In case you’re not fluent in Tumblr yet:
A reblog is when someone shares another user’s post to their own Tumblr blog. When a person reblogs a post, they can also add their own thoughts as commentary or tags.
Tags work differently on Tumblr than on other social media platforms; they’re not primarily used for searching. Instead, people tag a post to provide personal context, add witty insight, or share stories. It’s considered less intrusive than adding commentary directly to the original post. Tags are typically written as short phrases, such as #martin and bosco, #the boys are back!, or #fun we can afford in this economy.
Why Is Data Collection from the /posts
API Taking So Long?
Here’s a summary of how the /posts
API data collection is going:
- Collection Start Date: June 23, 2025
- Total Reblogs: 136,199
- Current Progress: Retrieved metadata from 54% of reblogs (as of August 1, 2025)
- R Script Run: 92 times (so far)
- Estimated Completion Date: Early September? I sure hope so.
Tumblr’s API has strict limits on both how much data I can collect and how fast I can collect it. Every reblog I’m analyzing requires its own request to the /posts
endpoint, and I need to make over 136,000 individual requests to complete the dataset.
Unfortunately, Tumblr imposes several overlapping limits on API use, including:
- 300 requests per minute (per IP address)
- 1,000 requests per hour (per account)
- 5,000 requests per day (per account)
These rate limits don’t play nicely together. Even if I stay under the per-minute cap, I might still hit the hourly or daily one.
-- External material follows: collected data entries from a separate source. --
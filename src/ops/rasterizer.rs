//! SwiftShader and lavapipe installation.
//!
//! Both rasterizers ship as win64 zip builds whose URLs come from the
//! `versions.json` document of the latest `jakoch/rasterizers` release.
//! Installation is resolve → probe → download → unzip.

use std::path::{Path, PathBuf};

use tracing::info;

use crate::io::{download, extract, http};
use crate::ops::context::Context;
use crate::ops::error::SetupError;
use crate::registry::github::{self, RasterizerBuild, RasterizerVersions};

#[derive(Debug, Clone, Copy, PartialEq, Eq)]
pub enum Rasterizer {
    SwiftShader,
    Lavapipe,
}

impl Rasterizer {
    pub fn label(self) -> &'static str {
        match self {
            Self::SwiftShader => "SwiftShader",
            Self::Lavapipe => "Lavapipe",
        }
    }

    fn build(self, versions: &RasterizerVersions) -> &RasterizerBuild {
        match self {
            Self::SwiftShader => &versions.latest.swiftshader_win64,
            Self::Lavapipe => &versions.latest.lavapipe_win64,
        }
    }
}

/// Resolve the latest build of `which`, probing availability.
pub async fn download_url(ctx: &Context, which: Rasterizer) -> Result<RasterizerBuild, SetupError> {
    let versions = github::rasterizer_versions(ctx).await?;
    let build = which.build(&versions).clone();

    if build.url.is_empty() {
        return Err(SetupError::Other(format!(
            "{} download URL not found",
            which.label()
        )));
    }
    http::is_downloadable(&ctx.client, which.label(), &build.version, &build.url).await?;

    Ok(build)
}

/// Download and unzip the rasterizer into `destination`.
pub async fn install(
    ctx: &Context,
    which: Rasterizer,
    destination: &Path,
) -> Result<PathBuf, SetupError> {
    let build = download_url(ctx, which).await?;
    info!("Downloading {} {}", which.label(), build.version);

    let filename = format!("{}-win64.zip", which.label().to_lowercase());
    let archive = download::fetch(&ctx.client, &build.url, &crate::temp_dir(), &filename).await?;

    let install_path = extract::extract_zip(&archive, destination)?;
    info!("Installed into folder: {}", install_path.display());
    Ok(install_path)
}

#[cfg(test)]
mod tests {
    use super::*;
    use crate::core::platform::Platform;

    fn versions_body(server_url: &str) -> String {
        format!(
            r#"{{
                "latest": {{
                    "swiftshader-win64": {{"version": "2025.1.1", "tag": "2025.01", "url": "{server_url}/swiftshader.zip"}},
                    "lavapipe-win64": {{"version": "24.3.3", "tag": "2025.01", "url": "{server_url}/lavapipe.zip"}}
                }}
            }}"#
        )
    }

    async fn mock_release(server: &mut mockito::Server) -> (mockito::Mock, mockito::Mock) {
        let url = server.url();
        let release = server
            .mock("GET", "/repos/jakoch/rasterizers/releases/latest")
            .with_status(200)
            .with_header("content-type", "application/json")
            .with_body(format!(
                r#"{{"tag_name": "2025.01", "assets": [{{"name": "versions.json", "browser_download_url": "{url}/versions.json"}}]}}"#
            ))
            .create_async()
            .await;
        let versions = server
            .mock("GET", "/versions.json")
            .with_status(200)
            .with_header("content-type", "application/json")
            .with_body(versions_body(&url))
            .create_async()
            .await;
        (release, versions)
    }

    #[tokio::test]
    async fn download_url_probes_the_published_build() {
        let mut server = mockito::Server::new_async().await;
        let _mocks = mock_release(&mut server).await;
        let _probe = server
            .mock("HEAD", "/swiftshader.zip")
            .with_status(200)
            .create_async()
            .await;

        let url = server.url();
        let ctx = Context::with_endpoints(reqwest::Client::new(), Platform::Windows, &url, &url);

        let build = download_url(&ctx, Rasterizer::SwiftShader).await.unwrap();
        assert_eq!(build.version, "2025.1.1");
        assert!(build.url.ends_with("/swiftshader.zip"));
    }

    #[tokio::test]
    async fn unreachable_build_is_an_availability_error() {
        let mut server = mockito::Server::new_async().await;
        let _mocks = mock_release(&mut server).await;
        let _probe = server
            .mock("HEAD", "/lavapipe.zip")
            .with_status(404)
            .create_async()
            .await;

        let url = server.url();
        let ctx = Context::with_endpoints(reqwest::Client::new(), Platform::Windows, &url, &url);

        let err = download_url(&ctx, Rasterizer::Lavapipe).await.unwrap_err();
        assert!(matches!(err, SetupError::NotDownloadable { .. }));
        assert!(err.to_string().contains("Lavapipe"), "{err}");
    }
}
And if I hit the API too aggressively, there’s a real risk Tumblr will permanently block my access— without any way to appeal.
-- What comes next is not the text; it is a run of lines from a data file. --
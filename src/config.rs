//! Run configuration.
//!
//! Mirrors the CI-style inputs: everything optional, falling back to a
//! platform default. Validation happens here so the install pipeline only
//! sees well-formed values.

use std::path::PathBuf;

use regex::Regex;
use tracing::{info, warn};

use crate::core::platform::Platform;
use crate::ops::error::SetupError;

/// Components the Windows SDK installer accepts.
const OPTIONAL_COMPONENTS_ALLOWLIST: &[&str] = &[
    "com.lunarg.vulkan.32bit",
    "com.lunarg.vulkan.sdl2",
    "com.lunarg.vulkan.glm",
    "com.lunarg.vulkan.volk",
    "com.lunarg.vulkan.vma",
    "com.lunarg.vulkan.debug32",
    // components of old installers
    "com.lunarg.vulkan.thirdparty",
    "com.lunarg.vulkan.debug",
];

/// Raw option values as they come in from the CLI.
#[derive(Debug, Default)]
pub struct RawInputs {
    pub version: Option<String>,
    pub destination: Option<PathBuf>,
    pub install_runtime: bool,
    pub use_cache: bool,
    pub optional_components: Option<String>,
    pub stripdown: bool,
    pub install_swiftshader: bool,
    pub swiftshader_destination: Option<PathBuf>,
    pub install_lavapipe: bool,
    pub lavapipe_destination: Option<PathBuf>,
}

/// Validated run configuration.
#[derive(Debug, Clone)]
pub struct Config {
    /// Concrete version string or `latest`.
    pub version: String,
    pub destination: PathBuf,
    pub install_runtime: bool,
    pub use_cache: bool,
    pub optional_components: Vec<String>,
    pub stripdown: bool,
    pub install_swiftshader: bool,
    pub swiftshader_destination: PathBuf,
    pub install_lavapipe: bool,
    pub lavapipe_destination: PathBuf,
}

impl Config {
    pub fn resolve(platform: &Platform, raw: RawInputs) -> Result<Self, SetupError> {
        Ok(Self {
            version: validate_version(raw.version.as_deref().unwrap_or(""))?,
            destination: raw
                .destination
                .unwrap_or_else(|| default_destination(platform, "VulkanSDK", "vulkan-sdk")),
            install_runtime: raw.install_runtime,
            use_cache: raw.use_cache,
            optional_components: filter_optional_components(
                raw.optional_components.as_deref().unwrap_or(""),
            ),
            stripdown: raw.stripdown,
            install_swiftshader: raw.install_swiftshader,
            swiftshader_destination: raw
                .swiftshader_destination
                .unwrap_or_else(|| default_destination(platform, "Swiftshader", "swiftshader")),
            install_lavapipe: raw.install_lavapipe,
            lavapipe_destination: raw
                .lavapipe_destination
                .unwrap_or_else(|| default_destination(platform, "Lavapipe", "lavapipe")),
        })
    }
}

/// Validate a requested version.
///
/// Empty input means `latest`. Anything else must match the
/// `major.minor.patch.revision` scheme.
pub fn validate_version(requested: &str) -> Result<String, SetupError> {
    if requested.is_empty() || requested == "latest" {
        return Ok("latest".to_string());
    }

    let pattern = Regex::new(r"^\d+\.\d+\.\d+\.\d+$").expect("version pattern is valid");
    if pattern.is_match(requested) {
        Ok(requested.to_string())
    } else {
        Err(SetupError::InvalidVersion(requested.to_string()))
    }
}

/// Platform default install location: a drive-root folder on Windows, a
/// home-relative one elsewhere.
fn default_destination(platform: &Platform, windows_name: &str, unix_name: &str) -> PathBuf {
    if platform.is_windows_family() {
        PathBuf::from(format!("C:\\{windows_name}"))
    } else {
        crate::home_dir()
            .unwrap_or_else(|| PathBuf::from("."))
            .join(unix_name)
    }
}

/// Filter a comma-separated component list against the allow-list.
///
/// Unknown entries are dropped with a warning, not an error.
pub fn filter_optional_components(raw: &str) -> Vec<String> {
    let requested: Vec<&str> = raw
        .split(',')
        .map(str::trim)
        .filter(|item| !item.is_empty())
        .collect();

    let (valid, invalid): (Vec<&str>, Vec<&str>) = requested
        .into_iter()
        .partition(|item| OPTIONAL_COMPONENTS_ALLOWLIST.contains(item));

    if !invalid.is_empty() {
        warn!("Please remove the following invalid optional components: {invalid:?}");
    }
    if !valid.is_empty() {
        info!("Installing optional components: {valid:?}");
    }

    valid.into_iter().map(str::to_string).collect()
}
I put a considerable amount of thought into how my R script behaves. Each data collection session is capped at 825 reblogs, which takes about 54 minutes to complete. After each API request (which retrieves data for one reblog), the script pauses for 2 seconds. Once it has collected 50 reblogs, it takes a longer 90-second break to cool down, then automatically resumes the loop. When the session ends, I stop for at least four hours before starting the loop again. I typically run two sessions per day, occasionally three, which means I stay well below the daily limit of 5,000 requests. It’s a tedious and repetitive process, but it keeps me safely within Tumblr’s rate limits. I’m gradually grinding away at the full dataset while embodying the old joke: How do you eat an elephant? One bite at a time.
Stay Tuned
Now that half of the data from the /posts
API endpoint has been collected, we can obtain a glimpse of how Martin and Bosco traveled across the Tumblr community through reblog networks. The tags will tell us how people feel about Martin and Bosco’s post appearing on their dashboard. We’ll also gain insight into what people think about the blaze feature, Tumblr’s version of a paid or sponsored post. Martin and Bosco’s post has been blazed by users 16 times, likely more than any other post on the platform. Since those blaze campaigns were all user-sponsored, the tags offer a rare window into how the Tumblr community responds to seeing the same post repeatedly promoted.
This is where the project starts getting exciting!
In the next blog post, I’ll share an interactive dendrogram that explores initial themes that emerged from how people used the word “blaze” in their reblog tags. If you’re not sure what a dendrogram is, then don’t worry! I promised in my welcome post that you would learn a little data science along the way.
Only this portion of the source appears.